Consequence: For any SQLite-backed session, item.Message.ID is 0 in memory. RewriteLatestUserMessage therefore returns (0, true). The guard if messageID == 0 || r.sessionStore == nil fires, emitScrubNotice is still called (good), but findPersistedMessage / UpdateMessage are skipped — so the SQLite row is never updated. On the next session load the original oversized payload reloads from disk and the overflow trips again.

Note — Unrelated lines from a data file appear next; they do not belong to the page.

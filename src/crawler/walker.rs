//! Listing walker - drives one ingestion pass over the latest-releases listing
//!
//! Pages are visited from the highest page number down to the first one, and
//! rows within a page bottom to top, so older releases are ingested before
//! newer ones. Every row hands its novel to the bootstrap step and its newest
//! chapter to the discovery engine.

use crate::config::{Config, CoverMode, SourceConfig};
use crate::crawler::bootstrap::NovelBootstrap;
use crate::crawler::discovery::{ChapterSighting, DiscoveryEngine};
use crate::crawler::extractor::{extract_listing_rows, ListingRow};
use crate::crawler::fetcher::Fetcher;
use crate::ids::{chapter_id_from_href, chapter_slug_from_href, novel_id_from_href};
use crate::storage::{AssetStore, ChapterStore, FsAssetStore, NovelStore, RunStats};
use crate::{CrawlerError, Result, StorageContext};
use std::time::Duration;

/// Walks the configured listing pages
pub struct ListingWalker {
    source: SourceConfig,
    fetcher: Fetcher,
    assets: Option<Box<dyn AssetStore>>,
    persist_delay: Duration,
    stats: RunStats,
}

impl ListingWalker {
    /// Creates a walker from the configuration
    ///
    /// In `directory` cover mode the asset directory is created here.
    pub fn new(config: &Config) -> Result<Self> {
        let fetcher = Fetcher::from_config(config)?;

        let assets: Option<Box<dyn AssetStore>> = match (&config.covers.mode, &config.covers.directory) {
            (CoverMode::Directory, Some(dir)) => Some(Box::new(
                FsAssetStore::new(dir).with_context(|| format!("opening cover directory {}", dir))?,
            )),
            (CoverMode::Directory, None) => {
                return Err(crate::ConfigError::Validation(
                    "covers.directory is required when covers.mode is \"directory\"".to_string(),
                )
                .into())
            }
            (CoverMode::Inline, _) => None,
        };

        Ok(Self {
            source: config.source.clone(),
            fetcher,
            assets,
            persist_delay: Duration::from_millis(config.crawler.persist_delay_ms),
            stats: RunStats::default(),
        })
    }

    /// Counters for the pages and rows processed so far
    pub fn stats(&self) -> RunStats {
        self.stats
    }

    /// Processes every listing page, stopping at the first fatal error
    pub async fn run<S>(&mut self, store: &mut S) -> Result<()>
    where
        S: NovelStore + ChapterStore,
    {
        let last = self.source.last_page()?;

        for page in (self.source.first_page..=last).rev() {
            let path = self.source.listing_path_for(page);
            tracing::info!("Processing listing page {} ({})", page, path);

            let listing = self.fetcher.fetch_page(&path).await?;
            let rows = extract_listing_rows(&listing.body)?;
            self.stats.pages += 1;

            if rows.is_empty() {
                tracing::warn!("Listing page {} has no rows", page);
                continue;
            }

            for row in rows.iter().rev() {
                self.stats.rows += 1;
                self.process_row(store, &listing.url, row).await?;
            }
        }

        tracing::info!(
            "Listing done: {} pages, {} rows ({} skipped), {} new novels, {} new chapters",
            self.stats.pages,
            self.stats.rows,
            self.stats.skipped_rows,
            self.stats.novels_created,
            self.stats.chapters_added
        );

        Ok(())
    }

    /// Bootstraps the row's novel and runs discovery from its newest chapter
    async fn process_row<S>(&mut self, store: &mut S, page: &str, row: &ListingRow) -> Result<()>
    where
        S: NovelStore + ChapterStore,
    {
        let novel_href = row
            .novel_href
            .as_deref()
            .ok_or_else(|| CrawlerError::MissingReference {
                field: "novel",
                page: page.to_string(),
            })?;
        let chapter_href = row
            .chapter_href
            .as_deref()
            .ok_or_else(|| CrawlerError::MissingReference {
                field: "chapter",
                page: page.to_string(),
            })?;

        let (novel_id, chapter_id) = match row_identifiers(novel_href, chapter_href) {
            Ok(ids) => ids,
            Err(CrawlerError::UnparseableIdentifier { href }) => {
                tracing::warn!(
                    "Skipping row on {}: no identifier in {} ({})",
                    page,
                    href,
                    chapter_slug_from_href(&href).unwrap_or_default()
                );
                self.stats.skipped_rows += 1;
                return Ok(());
            }
            Err(e) => return Err(e),
        };

        tracing::debug!("Row: novel {} chapter {}", novel_id, chapter_id);

        let bootstrap = NovelBootstrap::new(&self.fetcher, self.assets.as_deref())
            .load_or_create(&*store, &novel_id, novel_href)
            .await?;
        if bootstrap.created {
            self.stats.novels_created += 1;
        }
        let mut novel = bootstrap.novel;

        let head = ChapterSighting {
            chapter_id,
            chapter_title: row.chapter_title.clone(),
            chapter_href: chapter_href.to_string(),
        };
        let outcome = DiscoveryEngine::new(&self.fetcher, self.persist_delay)
            .discover(store, &mut novel, &head)
            .await?;
        self.stats.chapters_added += outcome.fetched as u32;

        Ok(())
    }
}

/// Novel and chapter ids of a listing row
fn row_identifiers(novel_href: &str, chapter_href: &str) -> Result<(String, String)> {
    let chapter_id =
        chapter_id_from_href(chapter_href).ok_or_else(|| CrawlerError::UnparseableIdentifier {
            href: chapter_href.to_string(),
        })?;
    let novel_id =
        novel_id_from_href(novel_href).ok_or_else(|| CrawlerError::UnparseableIdentifier {
            href: novel_href.to_string(),
        })?;
    Ok((novel_id, chapter_id))
}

The existing test (TestRecoverFromOversizedTurn_NotifiesUserEvenWhenPersistFails) explicitly sets stored.ID = persistedID before sess.AddMessage(stored) to hit the UpdateMessage path — this pattern is not followed in production code paths (e.g. PersistenceObserver.UserMessageEvent).

Fix options:

  • Have SQLiteSessionStore.AddMessage call msg.ID = id on the caller's pointer (mirroring InMemorySessionStore), or
  • Have loadSessionItems scan and populate the id column into Message.ID, or
  • Rewrite findPersistedMessage to use RewriteLatestUserMessage's returned ID directly (skipping the search entirely), since RewriteLatestUserMessage already has the pointer and can expose the rewritten message object without a second scan.

Copy link
Copy Markdown
Contributor Author

Choose a reason for hiding this comment

The reason will be displayed to describe this comment to others. Learn more.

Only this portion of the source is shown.